Task details => When you have read the listing, copy all of it without any change.
———
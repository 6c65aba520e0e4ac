//! Procedural macros for streamcast.
//!
//! - `#[stream]` turns an object-safe trait into a stream trait and
//!   implements it for `DispatchHandle<dyn Trait>`.
//! - `#[derive(Stream)]` lists the stream traits a type realizes.
//!
//! Generated code refers to the `streamcast` facade crate.

use proc_macro::TokenStream;
use syn::{DeriveInput, ItemTrait, parse_macro_input};

mod derive;
mod stream;

/// Declare a stream trait.
///
/// Adds `Send + Sync` supertraits when missing, implements `StreamKind` for
/// `dyn Trait` and implements the trait for `DispatchHandle<dyn Trait>` so a
/// handle can be called like any single implementation.
///
/// Every method must take `&self`. Arguments must implement `Debug`, and
/// arguments passed by value must implement `Clone` since each stream gets
/// its own copy. Results must be owned and implement `Default`; methods
/// returning `Result<T, E>` stop at the first error.
///
/// A `Result` is recognized by the last segment of the return type's path.
/// Mark methods returning an alias of `Result` with `#[fallible]` so they
/// stop at the first error too.
///
/// # Arguments
///
/// - `name = "..."`: trait name used in traces (defaults to the identifier)
///
/// # Example
///
/// ```rust,ignore
/// #[streamcast::stream]
/// pub trait Chat {
///     fn on_message(&self, room: &str, text: String);
///     fn is_muted(&self, user: u64) -> bool;
///
///     #[fallible]
///     fn history(&self, room: &str) -> Lines; // type Lines = Result<Vec<String>, ChatError>
/// }
///
/// let handle = streams.handle::<dyn Chat>();
/// handle.on_message("lobby", "hello".into());
/// ```
#[proc_macro_attribute]
pub fn stream(attr: TokenStream, item: TokenStream) -> TokenStream {
    let args = parse_macro_input!(attr as stream::StreamArgs);
    let item = parse_macro_input!(item as ItemTrait);

    stream::expand(args, item)
        .unwrap_or_else(syn::Error::into_compile_error)
        .into()
}

/// Derive `Stream` for a type.
///
/// List the realized stream traits in a `#[facets(...)]` attribute; the
/// type must implement each of them.
///
/// # Example
///
/// ```rust,ignore
/// #[derive(streamcast::Stream)]
/// #[facets(Chat, Presence)]
/// struct Bot;
/// ```
#[proc_macro_derive(Stream, attributes(facets))]
pub fn derive_stream(input: TokenStream) -> TokenStream {
    let input = parse_macro_input!(input as DeriveInput);

    derive::expand(input)
        .unwrap_or_else(syn::Error::into_compile_error)
        .into()
}
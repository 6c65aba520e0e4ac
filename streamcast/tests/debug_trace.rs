//! Debug tracing of registry activity.

mod common;

use common::{Counter, Fixed};
use parking_lot::Mutex;
use std::{io, sync::Arc};
use streamcast::{Streams, testing::CallLog};

/// Collects formatted events in memory.
#[derive(Clone, Default)]
struct Capture(Arc<Mutex<Vec<u8>>>);

impl Capture {
    fn text(&self) -> String {
        String::from_utf8_lossy(&self.0.lock()).into_owned()
    }
}

impl io::Write for Capture {
    fn write(&mut self, buf: &[u8]) -> io::Result<usize> {
        self.0.lock().extend_from_slice(buf);
        Ok(buf.len())
    }

    fn flush(&mut self) -> io::Result<()> {
        Ok(())
    }
}

fn subscriber(writer: Capture) -> impl tracing::Subscriber + Send + Sync {
    tracing_subscriber::fmt()
        .with_env_filter("streamcast_std=debug")
        .with_ansi(false)
        .with_writer(move || writer.clone())
        .finish()
}

#[test]
fn test_debug_flag_gates_events() {
    let capture = Capture::default();

    tracing::subscriber::with_default(subscriber(capture.clone()), || {
        let streams = Streams::new();
        let log = CallLog::new();
        assert!(!streams.is_debug());

        streams.register(&Fixed::new("quiet", 1, &log)).unwrap();
        streams.handle::<dyn Counter>().value();
        assert!(capture.text().is_empty());

        streams.set_debug(true);
        let fixed = Fixed::new("loud", 2, &log);
        streams.register(&fixed).unwrap();
        streams
            .connection(&*fixed)
            .unwrap()
            .set_priority_of::<dyn Counter>(3);
        streams.handle::<dyn Counter>().value();
        streams.unregister(&fixed).unwrap();
    });

    let text = capture.text();
    for event in [
        "register",
        "priority changed",
        "sort",
        "dispatch",
        "dispatch step",
        "unregister",
    ] {
        assert!(text.contains(event), "missing `{event}` in:\n{text}");
    }
    assert!(text.contains("Counter"));
}

#[test]
fn test_builder_enables_debug() {
    let capture = Capture::default();

    tracing::subscriber::with_default(subscriber(capture.clone()), || {
        let streams = Streams::builder().debug(true).build();
        assert!(streams.is_debug());
        streams.bind_default::<common::Fallback>().unwrap();
        assert_eq!(streams.handle::<dyn Counter>().value(), -1);
    });

    let text = capture.text();
    assert!(text.contains("default bound"), "{text}");
    assert!(text.contains("default stream"), "{text}");
}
———
Task output =>
repository 6c65aba520e0e4ac
//! Procedural macros for streamcast.
//!
//! - `#[stream]` turns an object-safe trait into a stream trait and
//!   implements it for `DispatchHandle<dyn Trait>`.
//! - `#[derive(Stream)]` lists the stream traits a type realizes.
//!
//! Generated code refers to the `streamcast` facade crate.

use proc_macro::TokenStream;
use syn::{DeriveInput, ItemTrait, parse_macro_input};

mod derive;
mod stream;

/// Declare a stream trait.
///
/// Adds `Send + Sync` supertraits when missing, implements `StreamKind` for
/// `dyn Trait` and implements the trait for `DispatchHandle<dyn Trait>` so a
/// handle can be called like any single implementation.
///
/// Every method must take `&self`. Arguments must implement `Debug`, and
/// arguments passed by value must implement `Clone` since each stream gets
/// its own copy. Results must be owned and implement `Default`; methods
/// returning `Result<T, E>` stop at the first error.
///
/// A `Result` is recognized by the last segment of the return type's path.
/// Mark methods returning an alias of `Result` with `#[fallible]` so they
/// stop at the first error too.
///
/// # Arguments
///
/// - `name = "..."`: trait name used in traces (defaults to the identifier)
///
/// # Example
///
/// ```rust,ignore
/// #[streamcast::stream]
/// pub trait Chat {
///     fn on_message(&self, room: &str, text: String);
///     fn is_muted(&self, user: u64) -> bool;
///
///     #[fallible]
///     fn history(&self, room: &str) -> Lines; // type Lines = Result<Vec<String>, ChatError>
/// }
///
/// let handle = streams.handle::<dyn Chat>();
/// handle.on_message("lobby", "hello".into());
/// ```
#[proc_macro_attribute]
pub fn stream(attr: TokenStream, item: TokenStream) -> TokenStream {
    let args = parse_macro_input!(attr as stream::StreamArgs);
    let item = parse_macro_input!(item as ItemTrait);

    stream::expand(args, item)
        .unwrap_or_else(syn::Error::into_compile_error)
        .into()
}

/// Derive `Stream` for a type.
///
/// List the realized stream traits in a `#[facets(...)]` attribute; the
/// type must implement each of them.
///
/// # Example
///
/// ```rust,ignore
/// #[derive(streamcast::Stream)]
/// #[facets(Chat, Presence)]
/// struct Bot;
/// ```
#[proc_macro_derive(Stream, attributes(facets))]
pub fn derive_stream(input: TokenStream) -> TokenStream {
    let input = parse_macro_input!(input as DeriveInput);

    derive::expand(input)
        .unwrap_or_else(syn::Error::into_compile_error)
        .into()
}
repository 6c65aba520e0e4ac
filename streamcast/tests/debug_trace.rs
//! Debug tracing of registry activity.

mod common;

use common::{Counter, Fixed};
use parking_lot::Mutex;
use std::{io, sync::Arc};
use streamcast::{Streams, testing::CallLog};

/// Collects formatted events in memory.
#[derive(Clone, Default)]
struct Capture(Arc<Mutex<Vec<u8>>>);

impl Capture {
    fn text(&self) -> String {
        String::from_utf8_lossy(&self.0.lock()).into_owned()
    }
}

impl io::Write for Capture {
    fn write(&mut self, buf: &[u8]) -> io::Result<usize> {
        self.0.lock().extend_from_slice(buf);
        Ok(buf.len())
    }

    fn flush(&mut self) -> io::Result<()> {
        Ok(())
    }
}

fn subscriber(writer: Capture) -> impl tracing::Subscriber + Send + Sync {
    tracing_subscriber::fmt()
        .with_env_filter("streamcast_std=debug")
        .with_ansi(false)
        .with_writer(move || writer.clone())
        .finish()
}

#[test]
fn test_debug_flag_gates_events() {
    let capture = Capture::default();

    tracing::subscriber::with_default(subscriber(capture.clone()), || {
        let streams = Streams::new();
        let log = CallLog::new();
        assert!(!streams.is_debug());

        streams.register(&Fixed::new("quiet", 1, &log)).unwrap();
        streams.handle::<dyn Counter>().value();
        assert!(capture.text().is_empty());

        streams.set_debug(true);
        let fixed = Fixed::new("loud", 2, &log);
        streams.register(&fixed).unwrap();
        streams
            .connection(&*fixed)
            .unwrap()
            .set_priority_of::<dyn Counter>(3);
        streams.handle::<dyn Counter>().value();
        streams.unregister(&fixed).unwrap();
    });

    let text = capture.text();
    for event in [
        "register",
        "priority changed",
        "sort",
        "dispatch",
        "dispatch step",
        "unregister",
    ] {
        assert!(text.contains(event), "missing `{event}` in:\n{text}");
    }
    assert!(text.contains("Counter"));
}

#[test]
fn test_builder_enables_debug() {
    let capture = Capture::default();

    tracing::subscriber::with_default(subscriber(capture.clone()), || {
        let streams = Streams::builder().debug(true).build();
        assert!(streams.is_debug());
        streams.bind_default::<common::Fallback>().unwrap();
        assert_eq!(streams.handle::<dyn Counter>().value(), -1);
    });

    let text = capture.text();
    assert!(text.contains("default bound"), "{text}");
    assert!(text.contains("default stream"), "{text}");
}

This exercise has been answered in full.